**Data extract**.
★ ★ ★ ★ ★ ★ ★

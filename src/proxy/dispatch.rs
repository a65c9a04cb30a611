//! Routing one admitted request: provider selection, attempts, metering.

use std::collections::BTreeSet;
use std::sync::Arc;
use std::time::Instant;

use axum::http::{header, HeaderValue, StatusCode};
use axum::response::{IntoResponse, Response};
use axum::Json;
use serde_json::Value;

use super::context::RequestContext;
use super::relay::{GatewayResponse, RelayHandle};
use super::retry::{retry_with_failover, AttemptRecord};
use super::server::AppState;
use super::stream::{relay_upstream, StreamMeter};
use crate::config::ApiKey;
use crate::error::{Error, Result};
use crate::providers::{self, pool::disables_credential, Endpoint, ProviderAdapter, RequestBody, UpstreamRequest};

/// Longest upstream error body echoed into the logs.
const MAX_LOGGED_ERROR_BYTES: usize = 512;

/// Result of routing: the response to send plus what the handler reports.
#[derive(Debug)]
pub struct Routed {
    pub response: Response,
    /// Provider of the last attempt.
    pub provider: String,
    pub attempts: Vec<AttemptRecord>,
    pub relay: Option<RelayHandle>,
}

/// Pick the first target: the pinned provider when the tier allows it,
/// otherwise the balancer's choice.
///
/// Returns the adapter and whether it is pinned.
async fn initial_target(
    state: &AppState,
    ctx: &RequestContext,
) -> Result<(Arc<dyn ProviderAdapter>, bool)> {
    if let Some(pin) = &ctx.pin {
        if ctx.account.tier >= state.config.routing.pin_tier {
            if let Some(row) = state.balancer.get_specific_provider(pin).await {
                if let Some(adapter) = state.registry.get(&row.name) {
                    tracing::debug!(provider = %row.name, "Using pinned provider");
                    return Ok((adapter, true));
                }
            }
            tracing::debug!(provider = %pin, "Pinned provider not found, selecting normally");
        } else {
            tracing::debug!(tier = ctx.account.tier, "Tier may not pin providers, ignoring");
        }
    }

    let row = state
        .balancer
        .get_best_provider(
            &ctx.model.id,
            ctx.needs_vision,
            ctx.needs_tools,
            &BTreeSet::new(),
        )
        .await
        .ok_or_else(|| Error::NoProvider {
            model: ctx.model.id.clone(),
        })?;

    let adapter = state
        .registry
        .get(&row.name)
        .ok_or_else(|| Error::Internal(format!("provider '{}' has no adapter", row.name)))?;
    Ok((adapter, false))
}

/// Route an admitted request and produce its response.
///
/// The chat prompt price is charged once before the first attempt and handed
/// back if no attempt succeeds.
pub async fn route(state: &AppState, ctx: &RequestContext, body: RequestBody) -> Result<Routed> {
    let (initial, pinned) = initial_target(state, ctx).await?;

    let key = ctx.account.key.as_str();
    if ctx.prepays() {
        state.ledger.debit(key, ctx.price).await?;
    }

    let body = &body;
    let outcome = retry_with_failover(
        initial,
        state.config.routing.max_attempts,
        !pinned,
        move |adapter: Arc<dyn ProviderAdapter>| attempt(state, ctx, adapter, body),
        move |excluded: BTreeSet<String>| async move {
            let row = state
                .balancer
                .get_best_provider(&ctx.model.id, ctx.needs_vision, ctx.needs_tools, &excluded)
                .await;
            row.and_then(|row| state.registry.get(&row.name))
        },
    )
    .await;

    if !outcome.succeeded {
        tracing::warn!(
            request_id = %ctx.request_id,
            model = %ctx.model.id,
            attempts = outcome.attempts.len(),
            "All attempts failed"
        );
        if ctx.prepays() {
            if let Err(e) = state.ledger.refund(key, ctx.price).await {
                tracing::error!(error = %e, "Failed to refund prompt debit");
            }
        }
    }

    let provider = outcome.target.name().to_string();
    let (response, relay) = match outcome.result {
        Ok(gateway) => gateway.into_http().await,
        Err(e) => (e.into_response(), None),
    };

    Ok(Routed {
        response,
        provider,
        attempts: outcome.attempts,
        relay,
    })
}

/// One attempt against one provider.
async fn attempt(
    state: &AppState,
    ctx: &RequestContext,
    adapter: Arc<dyn ProviderAdapter>,
    body: &RequestBody,
) -> Result<GatewayResponse> {
    let provider = adapter.name().to_string();
    let provider_id = adapter.provider_id().to_string();
    let model = ctx.model.id.as_str();

    let sub = state
        .sub_providers
        .get_available_provider(&provider, model)
        .await?
        .ok_or_else(|| Error::NoSubProvider {
            provider_id: provider_id.clone(),
            model: model.to_string(),
        })?;

    // Counted per pick, before the outcome is known.
    if let Err(e) = state.sub_providers.record_use(&sub.credential).await {
        tracing::warn!(provider = %provider, error = %e, "Failed to count credential use");
    }

    let request = UpstreamRequest {
        credential: ApiKey::from(sub.credential.clone()),
        organization: sub.organization.clone(),
        body: body.clone(),
        stream: ctx.stream,
    };

    let started = Instant::now();
    let response = match providers::dispatch(adapter.as_ref(), ctx.endpoint, &request).await {
        Ok(response) => response,
        Err(e) => {
            state.metrics.record(&provider, model, 0, true).await;
            return Err(e);
        }
    };
    let latency_ms = started.elapsed().as_millis() as i64;
    let status = response.status();

    if !status.is_success() {
        if disables_credential(status.as_u16()) {
            if let Err(e) = state.sub_providers.disable(&sub.credential).await {
                tracing::error!(provider = %provider, error = %e, "Failed to disable credential");
            }
        }
        state.metrics.record(&provider, model, latency_ms, true).await;

        let text = response.text().await.unwrap_or_default();
        let excerpt: String = text.chars().take(MAX_LOGGED_ERROR_BYTES).collect();
        tracing::warn!(
            provider = %provider,
            status = status.as_u16(),
            body = %excerpt,
            "Provider returned error"
        );
        return Err(Error::Upstream {
            provider,
            provider_id,
            status: status.as_u16(),
        });
    }

    let content_type = response
        .headers()
        .get(header::CONTENT_TYPE)
        .and_then(|v| v.to_str().ok())
        .unwrap_or("")
        .to_string();
    let key = ctx.account.key.as_str();

    if content_type.starts_with("text/event-stream") {
        let meter = (ctx.endpoint == Endpoint::ChatCompletions).then(|| StreamMeter {
            ledger: state.ledger.clone(),
            account_key: key.to_string(),
            multiplier: ctx.model.token_multiplier(),
            tokens: state.tokens.clone(),
        });
        // Outcome is recorded once the stream's first items are seen.
        let items = relay_upstream(response, provider_id, meter);
        return Ok(GatewayResponse::Stream(state.metrics.observe_stream(
            items,
            provider,
            model.to_string(),
            started,
        )));
    }

    if content_type.starts_with("application/json") {
        let mut json: Value = match response.json().await {
            Ok(json) => json,
            Err(e) => {
                state.metrics.record(&provider, model, latency_ms, true).await;
                return Err(e.into());
            }
        };
        state.metrics.record(&provider, model, latency_ms, false).await;
        if let Some(obj) = json.as_object_mut() {
            obj.insert("provider_id".to_string(), Value::String(provider_id));
        }

        let cost = if ctx.prepays() {
            completion_tokens(state, &json) as f64 * ctx.model.token_multiplier()
        } else {
            ctx.price
        };
        debit_logged(state, key, cost).await;

        return Ok(GatewayResponse::Complete(
            (StatusCode::OK, Json(json)).into_response(),
        ));
    }

    // Binary payloads such as synthesized audio pass through as-is.
    let bytes = match response.bytes().await {
        Ok(bytes) => bytes,
        Err(e) => {
            state.metrics.record(&provider, model, latency_ms, true).await;
            return Err(e.into());
        }
    };
    state.metrics.record(&provider, model, latency_ms, false).await;
    if !ctx.prepays() {
        debit_logged(state, key, ctx.price).await;
    }
    let content_type = HeaderValue::from_str(&content_type)
        .unwrap_or_else(|_| HeaderValue::from_static("application/octet-stream"));
    Ok(GatewayResponse::Complete(
        (StatusCode::OK, [(header::CONTENT_TYPE, content_type)], bytes).into_response(),
    ))
}

/// Completion tokens of a finished chat response.
///
/// Prefers the provider's own `usage.completion_tokens`, falling back to
/// counting the returned message text.
fn completion_tokens(state: &AppState, response: &Value) -> usize {
    if let Some(n) = response
        .get("usage")
        .and_then(|u| u.get("completion_tokens"))
        .and_then(Value::as_u64)
    {
        return n as usize;
    }

    response
        .get("choices")
        .and_then(Value::as_array)
        .map(|choices| {
            choices
                .iter()
                .filter_map(|c| c.get("message")?.get("content")?.as_str())
                .map(|text| state.tokens.count_text(text))
                .sum()
        })
        .unwrap_or(0)
}

async fn debit_logged(state: &AppState, key: &str, amount: f64) {
    if let Err(e) = state.ledger.debit(key, amount).await {
        tracing::error!(amount = amount, error = %e, "Failed to debit credits");
    }
}
//! SQLite storage for provider catalog rows, usage history, credentials
//! and credit accounts.
//!
//! All timestamps are unix seconds. Usage history is bucketed by epoch hour.

pub mod accounts;
pub mod providers;
pub mod sub_providers;
pub mod usage;

pub use accounts::Account;
pub use providers::ProviderRow;
pub use sub_providers::SubProvider;
pub use usage::UsageTotals;

use sqlx::sqlite::{SqliteConnectOptions, SqliteJournalMode, SqlitePoolOptions, SqliteSynchronous};
use sqlx::SqlitePool;
use std::str::FromStr;

/// Initialize the SQLite connection pool and run migrations.
///
/// The database file is created automatically if it doesn't exist.
/// WAL journal mode is used for concurrent read/write performance.
pub async fn init_pool(db_path: &str) -> Result<SqlitePool, sqlx::Error> {
    let opts = SqliteConnectOptions::from_str(&format!("sqlite://{}", db_path))?
        .journal_mode(SqliteJournalMode::Wal)
        .synchronous(SqliteSynchronous::Normal)
        .foreign_keys(true)
        .create_if_missing(true);

    let pool = SqlitePoolOptions::new()
        .max_connections(5)
        .connect_with(opts)
        .await?;

    // Apply embedded migrations
    sqlx::migrate!().run(&pool).await?;

    Ok(pool)
}

/// Open a migrated in-memory database.
///
/// Every SQLite in-memory connection is its own database, so the pool is
/// pinned to a single connection that never expires.
pub async fn init_memory_pool() -> Result<SqlitePool, sqlx::Error> {
    let opts = SqliteConnectOptions::from_str("sqlite::memory:")?.foreign_keys(true);

    let pool = SqlitePoolOptions::new()
        .max_connections(1)
        .idle_timeout(None)
        .max_lifetime(None)
        .connect_with(opts)
        .await?;

    sqlx::migrate!().run(&pool).await?;

    Ok(pool)
}

/// Current time as unix seconds.
pub fn unix_now() -> i64 {
    chrono::Utc::now().timestamp()
}

/// Epoch hour containing the unix timestamp `secs`.
pub fn epoch_hour(secs: i64) -> i64 {
    secs.div_euclid(3600)
}
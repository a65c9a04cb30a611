//! Provider health scoring.

use crate::storage::UsageTotals;

/// Score given to a provider with no requests in the window.
pub const NO_HISTORY_SCORE: f64 = 0.8;

/// Average latency at which the latency component reaches zero.
const LATENCY_CEILING_MS: f64 = 2000.0;

/// Health score in `[0, 1]` for one provider.
///
/// `window_requests` is the request count over all candidates for the model;
/// a provider carrying a large share of it is penalized so load spreads out.
///
/// Weights: 0.4 reliability, 0.3 latency, 0.3 usage share.
pub fn health_score(totals: Option<&UsageTotals>, window_requests: i64) -> f64 {
    let totals = match totals {
        Some(t) if t.requests > 0 => t,
        _ => return NO_HISTORY_SCORE,
    };

    let requests = totals.requests as f64;
    let failures = totals.failures.clamp(0, totals.requests) as f64;
    let reliability = (requests - failures) / requests;

    // Latency is only recorded for successful calls
    let successes = requests - failures;
    let latency_score = if successes > 0.0 {
        let avg_latency_ms = totals.latency_ms_total as f64 / successes;
        (1.0 - avg_latency_ms / LATENCY_CEILING_MS).max(0.0)
    } else {
        0.0
    };

    let usage_ratio = if window_requests > 0 {
        requests / window_requests as f64
    } else {
        0.0
    };
    let usage_penalty = (1.0 - usage_ratio).max(0.0);

    (0.4 * reliability + 0.3 * latency_score + 0.3 * usage_penalty).clamp(0.0, 1.0)
}
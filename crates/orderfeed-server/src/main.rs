mod api;
mod middleware;

use std::sync::Arc;

use orderfeed_commerce::{CommerceClient, CommerceSettings};
use orderfeed_jobs::ReceiveRecentLineItemsJob;
use tracing_subscriber::EnvFilter;

use crate::{
    api::{build_app, default_rate_limit_state, AppState},
    middleware::AuthState,
};

#[tokio::main]
async fn main() -> anyhow::Result<()> {
    dotenvy::dotenv().ok();
    let config = orderfeed_core::load_app_config_from_env()?;
    let env_filter = EnvFilter::try_from_default_env()
        .or_else(|_| EnvFilter::try_new(config.log_level.clone()))?;
    tracing_subscriber::fmt().with_env_filter(env_filter).init();

    let pool_config = orderfeed_db::PoolConfig::from_app_config(&config);
    let pool = orderfeed_db::connect_pool(&config.database_url, pool_config).await?;
    orderfeed_db::run_migrations(&pool).await?;

    let settings = CommerceSettings::from_app_config(&config)?;
    let commerce = Arc::new(CommerceClient::new(&settings)?);
    let job = Arc::new(ReceiveRecentLineItemsJob::new(commerce, pool.clone()));

    let auth = AuthState::from_env(matches!(
        config.env,
        orderfeed_core::Environment::Development
    ))?;
    let app = build_app(AppState { pool, job }, auth, default_rate_limit_state());

    let listener = tokio::net::TcpListener::bind(config.bind_addr).await?;
    tracing::info!(addr = %config.bind_addr, env = %config.env, "orderfeed-server listening");
    axum::serve(listener, app)
        .with_graceful_shutdown(shutdown_signal())
        .await?;
    Ok(())
}

async fn shutdown_signal() {
    let ctrl_c = async {
        if let Err(err) = tokio::signal::ctrl_c().await {
            tracing::error!(error = %err, "failed to listen for ctrl-c");
            std::future::pending::<()>().await;
        }
    };

    #[cfg(unix)]
    let terminate = async {
        match tokio::signal::unix::signal(tokio::signal::unix::SignalKind::terminate()) {
            Ok(mut signal) => {
                signal.recv().await;
            }
            Err(err) => {
                tracing::error!(error = %err, "failed to install SIGTERM handler");
                std::future::pending::<()>().await;
            }
        }
    };

    #[cfg(not(unix))]
    let terminate = std::future::pending::<()>();

    tokio::select! {
        () = ctrl_c => {},
        () = terminate => {},
    }

    tracing::info!("received shutdown signal, starting graceful shutdown");
}
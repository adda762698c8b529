//! Typed client for the commerce platform's REST API.

pub mod client;
pub mod error;
pub(crate) mod retry;
pub mod types;

pub use client::{CommerceClient, CommerceSettings};
pub use error::CommerceError;
pub use types::{
    Buyer, LineItem, LineItemTaxCalculation, ListMeta, ListPage, Order, OrderCalculateResponse,
    OrderCalculateResponseXp, OrderDirection, OrderTaxCalculation, OrderWorksheet, Supplier,
};
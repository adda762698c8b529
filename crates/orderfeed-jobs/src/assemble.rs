//! Pure joins from commerce resources to document rows.

use orderfeed_commerce::{LineItem, Order, OrderTaxCalculation, OrderWorksheet};
use rust_decimal::Decimal;

use crate::documents::{LineItemMiscReportFields, LineItemsWithPurchaseOrderFields};
use crate::error::JobError;

/// `ExternalTransactionID` the tax integration writes for untaxed orders.
pub const NOT_TAXABLE: &str = "NotTaxable";

/// Filter matching every purchase order split from `order_id`.
#[must_use]
pub fn purchase_order_filter(order_id: &str) -> String {
    format!("{order_id}-*")
}

/// The calculation to read per-line tax from, or `None` when the order is
/// untaxed. A calculate response whose `xp` lacks `TaxCalculation` is an
/// error, not an untaxed order.
fn taxable_calculation(
    worksheet: &OrderWorksheet,
) -> Result<Option<&OrderTaxCalculation>, JobError> {
    let Some(xp) = worksheet
        .order_calculate_response
        .as_ref()
        .and_then(|response| response.xp.as_ref())
    else {
        return Ok(None);
    };

    let calc = xp
        .tax_calculation
        .as_ref()
        .ok_or_else(|| JobError::IncompleteTaxCalculation {
            order_id: worksheet.order.id.clone(),
            missing: "TaxCalculation",
        })?;

    if calc.external_transaction_id.as_deref() == Some(NOT_TAXABLE) {
        return Ok(None);
    }
    Ok(Some(calc))
}

/// Tax for one line item and whether a tax line was found for it.
///
/// Returns `(None, false)` when the worksheet has no calculate response or
/// `xp`, when the order was marked not taxable, or when no tax line matches.
///
/// # Errors
///
/// [`JobError::IncompleteTaxCalculation`] when `xp` is present without a
/// `TaxCalculation`, or a taxable calculation has no `LineItems`.
pub fn line_tax(
    worksheet: &OrderWorksheet,
    line_item_id: &str,
) -> Result<(Option<Decimal>, bool), JobError> {
    let Some(calc) = taxable_calculation(worksheet)? else {
        return Ok((None, false));
    };

    let lines = calc
        .line_items
        .as_deref()
        .ok_or_else(|| JobError::IncompleteTaxCalculation {
            order_id: worksheet.order.id.clone(),
            missing: "TaxCalculation.LineItems",
        })?;

    Ok(lines
        .iter()
        .find(|line| line.line_item_id == line_item_id)
        .map_or((None, false), |line| (Some(line.line_item_total_tax), true)))
}

/// # Errors
///
/// Propagates [`line_tax`] failures.
pub fn misc_fields(
    line_item: &LineItem,
    supplier_name: Option<String>,
    buyer_name: &str,
    worksheet: &OrderWorksheet,
) -> Result<LineItemMiscReportFields, JobError> {
    let (tax, line_tax_available) = line_tax(worksheet, &line_item.id)?;
    Ok(LineItemMiscReportFields {
        id: line_item.id.clone(),
        supplier_name,
        brand_name: Some(buyer_name.to_owned()),
        tax,
        line_tax_available,
    })
}

/// One row per purchase-order line item, carrying the purchase order's totals.
#[must_use]
pub fn purchase_order_fields(
    purchase_order: &Order,
    line_items: &[LineItem],
) -> Vec<LineItemsWithPurchaseOrderFields> {
    line_items
        .iter()
        .map(|line_item| LineItemsWithPurchaseOrderFields {
            id: line_item.id.clone(),
            order_id: purchase_order.id.clone(),
            subtotal: purchase_order.subtotal,
            total: purchase_order.total,
            unit_price: line_item.unit_price,
            supplier_id: line_item.supplier_id.clone(),
        })
        .collect()
}
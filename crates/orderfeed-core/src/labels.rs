//! Display labels for boolean-like values.
//!
//! Values coming out of stored documents or filter options are loosely typed:
//! a flag may be a JSON boolean or the string `"true"`. [`yes_no_key`] maps
//! such a value to a translation key, and [`yes_no_label`] resolves the key
//! to its English text.

use serde_json::Value;

pub const YES_KEY: &str = "ADMIN.FILTER_OPTIONS.YES";
pub const NO_KEY: &str = "ADMIN.FILTER_OPTIONS.NO";

/// Returns `true` only for the boolean `true` or the exact string `"true"`.
#[must_use]
pub fn is_truthy(value: &Value) -> bool {
    match value {
        Value::Bool(b) => *b,
        Value::String(s) => s == "true",
        _ => false,
    }
}

/// Translation key for a boolean-like value.
#[must_use]
pub fn yes_no_key(value: &Value) -> &'static str {
    if is_truthy(value) {
        YES_KEY
    } else {
        NO_KEY
    }
}

/// Resolves a translation key to English text.
#[must_use]
pub fn translate(key: &str) -> Option<&'static str> {
    match key {
        YES_KEY => Some("Yes"),
        NO_KEY => Some("No"),
        _ => None,
    }
}

/// Translated "Yes"/"No" label for a boolean-like value.
#[must_use]
pub fn yes_no_label(value: &Value) -> &'static str {
    let key = yes_no_key(value);
    translate(key).unwrap_or(key)
}

#[cfg(test)]
mod tests {
    use super::*;
    use serde_json::json;

    #[test]
    fn boolean_true_maps_to_yes() {
        assert_eq!(yes_no_key(&json!(true)), YES_KEY);
        assert_eq!(yes_no_label(&json!(true)), "Yes");
    }

    #[test]
    fn string_true_maps_to_yes() {
        assert_eq!(yes_no_key(&json!("true")), YES_KEY);
    }

    #[test]
    fn everything_else_maps_to_no() {
        for value in [
            json!(false),
            json!("false"),
            json!("True"),
            json!("yes"),
            json!(1),
            json!(null),
            json!({}),
        ] {
            assert_eq!(yes_no_key(&value), NO_KEY, "value {value} should be No");
        }
        assert_eq!(yes_no_label(&json!(null)), "No");
    }

    #[test]
    fn unknown_key_has_no_translation() {
        assert!(translate("ADMIN.FILTER_OPTIONS.MAYBE").is_none());
    }
}
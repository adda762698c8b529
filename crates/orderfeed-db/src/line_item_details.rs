//! Database operations for `line_item_details`.
//!
//! Each row is a denormalized JSONB document keyed by a text `id` and looked
//! up by `(partition_key, order_id)`. Rows are overwritten in place on
//! reprocessing; there is no version history.

use chrono::{DateTime, Utc};
use sqlx::PgPool;
use uuid::Uuid;

use crate::DbError;

/// A row from the `line_item_details` table.
#[derive(Debug, Clone, sqlx::FromRow)]
pub struct LineItemDetailRow {
    pub id: String,
    pub partition_key: String,
    pub order_id: String,
    pub data: serde_json::Value,
    pub created_at: DateTime<Utc>,
    pub updated_at: DateTime<Utc>,
}

/// Lists up to `limit` documents stored for an order, oldest first.
///
/// # Errors
///
/// Returns [`DbError::Sqlx`] if the query fails.
pub async fn find_line_item_details(
    pool: &PgPool,
    partition_key: &str,
    order_id: &str,
    limit: i64,
) -> Result<Vec<LineItemDetailRow>, DbError> {
    let rows = sqlx::query_as::<_, LineItemDetailRow>(
        "SELECT id, partition_key, order_id, data, created_at, updated_at \
         FROM line_item_details \
         WHERE partition_key = $1 AND order_id = $2 \
         ORDER BY created_at, id \
         LIMIT $3",
    )
    .bind(partition_key)
    .bind(order_id)
    .bind(limit.max(1))
    .fetch_all(pool)
    .await?;

    Ok(rows)
}

/// Fetches the document stored for an order, if any.
///
/// # Errors
///
/// Returns [`DbError::Sqlx`] if the query fails.
pub async fn get_line_item_detail(
    pool: &PgPool,
    partition_key: &str,
    order_id: &str,
) -> Result<Option<LineItemDetailRow>, DbError> {
    let mut rows = find_line_item_details(pool, partition_key, order_id, 1).await?;
    Ok(rows.pop())
}

/// Inserts or overwrites a document.
///
/// When `id` is `None` or empty a fresh UUID is minted and a new row is
/// inserted; otherwise the row with that `id` is replaced. The unique index
/// on `(partition_key, order_id)` rejects a second document for the same
/// order.
///
/// # Errors
///
/// Returns [`DbError::Sqlx`] if the statement fails, including unique
/// violations.
pub async fn upsert_line_item_detail(
    pool: &PgPool,
    id: Option<&str>,
    partition_key: &str,
    order_id: &str,
    data: &serde_json::Value,
) -> Result<LineItemDetailRow, DbError> {
    let id = match id.map(str::trim) {
        Some(existing) if !existing.is_empty() => existing.to_owned(),
        _ => Uuid::new_v4().to_string(),
    };

    let row = sqlx::query_as::<_, LineItemDetailRow>(
        "INSERT INTO line_item_details (id, partition_key, order_id, data) \
         VALUES ($1, $2, $3, $4) \
         ON CONFLICT (id) DO UPDATE \
         SET partition_key = EXCLUDED.partition_key, \
             order_id = EXCLUDED.order_id, \
             data = EXCLUDED.data, \
             updated_at = NOW() \
         RETURNING id, partition_key, order_id, data, created_at, updated_at",
    )
    .bind(&id)
    .bind(partition_key)
    .bind(order_id)
    .bind(data)
    .fetch_one(pool)
    .await?;

    Ok(row)
}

★ ★ ★ ★ ★ ★ ★

**What you are asked to do**.
Bring together all lines of the entries above in which the string "axum" occurs.

**Answer section**.
use axum::http::{header, HeaderValue, StatusCode};
use axum::response::{IntoResponse, Response};
use axum::Json;
    axum::serve(listener, app)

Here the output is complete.